We follow a French photographer as he documents a war in which everyone is turning on everyone. Then the photographer is kidnapped, and we spend most of the film watching the horrors of life as a hostage.
Scene by scene it's beautifully done. His captors are a very varied bunch, some sympathetic, some psychotic, although we never get to really know any of them, and they do fall into 'types' a bit.
My biggest problem with the film was the lack of a bigger political context. Unlike, for example, 'Four Days in September', we never really understand what the captors want. For a while that Kafka-esque confusion is interesting, but by the end, it makes the film seem a bit limited in vision. The captors almost all seemed childlike, and not very bright. There was a touch of what almost felt like racism, very odd, considering the film-maker is himself Lebanese.
In the end, this was tense and exciting as a docudrama (it was based on a real case), but by not having more scope, just missed the chance to be a truly great film.
That said, it's well worth seeing, and I intend to re-visit it.

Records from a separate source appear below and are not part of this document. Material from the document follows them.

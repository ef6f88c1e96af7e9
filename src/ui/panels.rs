use eframe::egui::{self, Color32, RichText, ScrollArea, Ui};

use crate::data::decoder::RegionDecoder;
use crate::data::loader::load_store;
use crate::state::ViewerState;

// ---------------------------------------------------------------------------
// Left side panel – region types and region list
// ---------------------------------------------------------------------------

/// Render the left panel: type filter, label toggle and region summaries.
pub fn side_panel(ui: &mut Ui, state: &mut ViewerState) {
    ui.heading("Region types");
    ui.separator();

    let Some(scene) = &state.scene else {
        ui.label("No file loaded.");
        return;
    };

    // Clone what we need so we can mutate state inside the loop.
    let legend = scene.colors.legend_entries();

    ui.horizontal(|ui: &mut Ui| {
        if ui.small_button("All").clicked() {
            state.select_all();
        }
        if ui.small_button("None").clicked() {
            state.select_none();
        }
    });

    for (type_name, color) in &legend {
        let mut checked = state.is_type_visible(type_name);
        if ui
            .checkbox(&mut checked, RichText::new(type_name).color(*color))
            .changed()
        {
            state.toggle_type(type_name);
        }
    }

    ui.separator();
    ui.checkbox(&mut state.show_labels, "Show labels");
    ui.separator();

    let Some(survey) = &state.survey else {
        return;
    };

    ScrollArea::vertical()
        .auto_shrink([false, false])
        .show(ui, |ui: &mut Ui| {
            for region in &survey.regions {
                let header = format!("ID {} ({})", region.id, region.type_name);
                egui::CollapsingHeader::new(RichText::new(header).strong())
                    .id_salt(region.id)
                    .default_open(false)
                    .show(ui, |ui: &mut Ui| {
                        ui.label(format!("Name: {}", region.name));
                        ui.label(format!("Pings: {}", region.mask.len()));
                        let bb = &region.bounding_box;
                        ui.label(format!(
                            "Depth: {} – {} {}",
                            bb.min_depth, bb.max_depth, survey.units.depth
                        ));
                        for cat in &region.categories {
                            ui.label(format!("{}: {}", cat.category_name, cat.proportion));
                        }
                    });
            }
        });
}

// ---------------------------------------------------------------------------
// Top bar
// ---------------------------------------------------------------------------

/// Render the top menu / toolbar.
pub fn top_bar(ui: &mut Ui, state: &mut ViewerState) {
    egui::menu::bar(ui, |ui: &mut Ui| {
        ui.menu_button("File", |ui: &mut Ui| {
            if ui.button("Open…").clicked() {
                open_file_dialog(state);
                ui.close_menu();
            }
        });

        ui.separator();

        if let Some(survey) = &state.survey {
            ui.label(format!(
                "{}: {} regions, {} visible, {} mask pings",
                survey.source.display(),
                survey.len(),
                state.visible_count(),
                survey.ping_count()
            ));
        }

        if let Some(msg) = &state.status_message {
            ui.label(RichText::new(msg).color(Color32::RED));
        }
    });
}

// ---------------------------------------------------------------------------
// File dialog
// ---------------------------------------------------------------------------

pub fn open_file_dialog(state: &mut ViewerState) {
    let file = rfd::FileDialog::new()
        .set_title("Open mask file")
        .add_filter("Survey file", &["nc", "h5", "hdf5"])
        .add_filter("JSON export", &["json"])
        .pick_file();

    if let Some(path) = file {
        let decoded = load_store(&path).and_then(|store| {
            RegionDecoder::new()
                .decode(store.as_ref(), &path)
                .map_err(anyhow::Error::from)
        });
        match decoded {
            Ok(survey) => {
                log::info!("Loaded {} regions from {}", survey.len(), path.display());
                state.set_survey(survey);
            }
            Err(e) => {
                log::error!("Failed to load file: {e:#}");
                state.status_message = Some(format!("Error: {e:#}"));
            }
        }
    }
}
use eframe::egui::{Align2, Color32, RichText, Ui};
use egui_plot::{Legend, Line, Plot, PlotPoint, PlotPoints, Text};

use crate::state::ViewerState;

use super::scene::SEGMENT_WIDTH;

// ---------------------------------------------------------------------------
// Mask plot (central panel)
// ---------------------------------------------------------------------------

/// Render the mask plot in the central panel.
///
/// egui_plot has no inverted axis, so depths are plotted negated and the
/// y axis labels print them back as positive values.
pub fn mask_plot(ui: &mut Ui, state: &ViewerState) {
    let scene = match &state.scene {
        Some(scene) => scene,
        None => {
            ui.centered_and_justified(|ui: &mut Ui| {
                ui.heading("Open a mask file to view regions  (File → Open…)");
            });
            return;
        }
    };

    ui.vertical_centered(|ui: &mut Ui| {
        ui.heading(&scene.title);
    });

    let label_bg = Color32::from_rgba_unmultiplied(128, 128, 128, 128);

    Plot::new("mask_plot")
        .legend(Legend::default())
        .x_axis_label(scene.x_label.clone())
        .y_axis_label(scene.y_label.clone())
        .y_axis_formatter(|mark, _range| format!("{}", -mark.value))
        .allow_boxed_zoom(true)
        .allow_drag(true)
        .allow_scroll(true)
        .allow_zoom(true)
        .show(ui, |plot_ui| {
            for seg in scene
                .segments
                .iter()
                .filter(|s| state.is_region_visible(s.region_id))
            {
                let points: PlotPoints = [[seg.time, -seg.start], [seg.time, -seg.stop]]
                    .into_iter()
                    .collect();
                plot_ui.line(
                    Line::new(points)
                        .color(scene.segment_color())
                        .width(SEGMENT_WIDTH),
                );
            }

            for outline in scene
                .outlines
                .iter()
                .filter(|o| state.is_type_visible(&o.type_name))
            {
                let points: PlotPoints = outline.points.iter().map(|&[t, d]| [t, -d]).collect();
                plot_ui.line(
                    Line::new(points)
                        .name(&outline.type_name)
                        .color(outline.color)
                        .width(1.5),
                );

                if state.show_labels {
                    let text = RichText::new(&outline.label.text)
                        .color(Color32::BLACK)
                        .background_color(label_bg);
                    plot_ui.text(
                        Text::new(
                            PlotPoint::new(outline.label.time, -outline.label.depth),
                            text,
                        )
                        .anchor(Align2::LEFT_BOTTOM),
                    );
                }
            }
        });
}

- Hostages and the human condition 11/2/2020 12:00:00 AM by imranahmedsg
Out of Life is a film about the human condition and the varying relationships between a hostage and his captors. Lebanon's civil war - though always in the background - is not the main focus of the film.
The viewer is led down the journey of a French journalist's journey as a captive of a Shiite militia in south Beirut. We are shown how different militiamen (and their families) treat the hostage during his time with them.
While the film humanizes the hostage takers it also evokes empathy for the hostage. A powerful film which can be interpreted in several different ways. It's not a film to watch solely for entertainment. It's a thinking person's film.
- Review - Hors la vie 10/20/2020 12:00:00 AM by thenolanfan
What is interesting with this Cannes Jury Prize winner is the message that it tries to pass through its simple plot. This movie is not plot-centered nor character-centered. It is about war, Lebanon, and precisely Beirut. That is how it differentiates from classic such as Midnight Express.
That said, the repetitive story and the lack of conflict for the character is a problem as far as I'm concerned. It is interesting at the beginning but becomes more and more unengaging as the film progresses.